◆ THE TASK
Every line of the following records that includes "found" should be copied.

•••

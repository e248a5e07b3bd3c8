//! Message-dispatch resolver
//!
//! A reference inside `OnMessageReceived` is a handler table entry, not a
//! call. The message type declared before it is traced to the places that
//! construct the message.
//!
//! @module xrefs/indirection/message_dispatch

use tracing::debug;

use super::{nodes_for_references, Resolution};
use crate::index::{Annotation, AnnotationKind, Edge, EdgeKind, EdgeKinds, Signature};
use crate::xrefs::context::SessionContext;
use crate::xrefs::patterns::{IndirectionFamily, MessageDispatchPattern};

/// Replace a handler reference with the methods that send the message
pub fn resolve(ctx: &SessionContext<'_>, reference: &Edge) -> Resolution {
    let Some(_guard) = ctx.try_enter(IndirectionFamily::MessageDispatch) else {
        return Resolution::Unresolved;
    };

    let annotations = ctx.annotations(&reference.file);
    let Some(message) = preceding_type_alias(&annotations, reference.position()) else {
        debug!("No message type before {}:{}", reference.file, reference.line);
        return Resolution::Unresolved;
    };

    let references = ctx.edges(message, EdgeKinds::REFERENCE);
    let constructions = references.iter().filter(|r| {
        r.kind == EdgeKind::Reference && MessageDispatchPattern::is_construction(&r.snippet)
    });
    let nodes = nodes_for_references(ctx, IndirectionFamily::MessageDispatch, constructions);

    debug!("{} message senders of {}", nodes.len(), message);
    Resolution::from_nodes(nodes)
}

/// Nearest type alias starting at or before `position`
fn preceding_type_alias(annotations: &[Annotation], position: (u32, u32)) -> Option<&Signature> {
    let mut best: Option<(&Annotation, &Signature)> = None;

    for annotation in annotations {
        if annotation.kind != AnnotationKind::TypeAlias || annotation.range.start() > position {
            continue;
        }
        let Some(signature) = &annotation.signature else {
            continue;
        };
        if best.map_or(true, |(b, _)| annotation.range.start() > b.range.start()) {
            best = Some((annotation, signature));
        }
    }

    best.map(|(_, signature)| signature)
}

#[cfg(test)]
mod tests {
    use super::*;
    use crate::core::config::GraphConfig;
    use crate::index::{LineRange, MemoryIndex};

    const MESSAGE: &str = "cpp:FrameMsg_Stop@frame_messages.h";

    fn alias(line: u32, signature: &str) -> Annotation {
        Annotation::new(
            AnnotationKind::TypeAlias,
            Some(Signature::from(signature)),
            LineRange::on_line(line, 20, 34),
        )
    }

    fn method(file: &str, line: u32, signature: &str) -> (String, Annotation) {
        (
            file.to_string(),
            Annotation::new(
                AnnotationKind::Method,
                Some(Signature::from(signature)),
                LineRange::on_line(line, 0, 10),
            ),
        )
    }

    #[test]
    fn test_type_alias_on_dispatch_line_counts() {
        let annotations = vec![alias(10, "cpp:FrameMsg_Other"), alias(21, MESSAGE)];
        let reference = Edge::new("cpp:Stop", EdgeKind::Reference, "frame.cc", 21, "IPC_MESSAGE_HANDLER(FrameMsg_Stop, OnStop)");
        let found = preceding_type_alias(&annotations, reference.position()).unwrap();
        assert_eq!(found.as_str(), MESSAGE);
    }

    #[test]
    fn test_resolves_to_message_constructors() {
        let (handler_file, handler) = method("frame.cc", 15, "cpp:RenderFrameImpl::OnMessageReceived()");
        let (sender_file, sender) = method("host.cc", 30, "cpp:content::FrameHost::Stop()@host.cc");
        let mut index = MemoryIndex::new();
        index
            .add_annotation(&handler_file, handler)
            .add_annotation("frame.cc", alias(21, MESSAGE))
            .add_annotation(&sender_file, sender)
            .add_edge(Edge::new(MESSAGE, EdgeKind::Reference, "host.cc", 33, "Send(new FrameMsg_Stop(id));"))
            .add_edge(Edge::new(MESSAGE, EdgeKind::Reference, "frame.cc", 21, "IPC_MESSAGE_HANDLER(FrameMsg_Stop, OnStop)"));
        let ctx = SessionContext::new(&index, &GraphConfig::default());

        let reference = Edge::new("cpp:RenderFrameImpl::OnStop", EdgeKind::Reference, "frame.cc", 21, "IPC_MESSAGE_HANDLER(FrameMsg_Stop, OnStop)");
        let Resolution::Replaced(nodes) = resolve(&ctx, &reference) else {
            panic!("expected message senders");
        };
        assert_eq!(nodes.len(), 1);
        assert_eq!(nodes[0].display_name, "ipc: content::FrameHost::Stop");
        assert_eq!(nodes[0].filename, "host.cc");
    }

    #[test]
    fn test_no_type_alias_is_unresolved() {
        let index = MemoryIndex::new();
        let ctx = SessionContext::new(&index, &GraphConfig::default());
        let reference = Edge::new("cpp:X", EdgeKind::Reference, "frame.cc", 21, "");
        assert!(!resolve(&ctx, &reference).is_resolved());
    }
}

•••

◆ RESPONSE TO THE EXERCISE
        let found = preceding_type_alias(&annotations, reference.position()).unwrap();
        assert_eq!(found.as_str(), MESSAGE);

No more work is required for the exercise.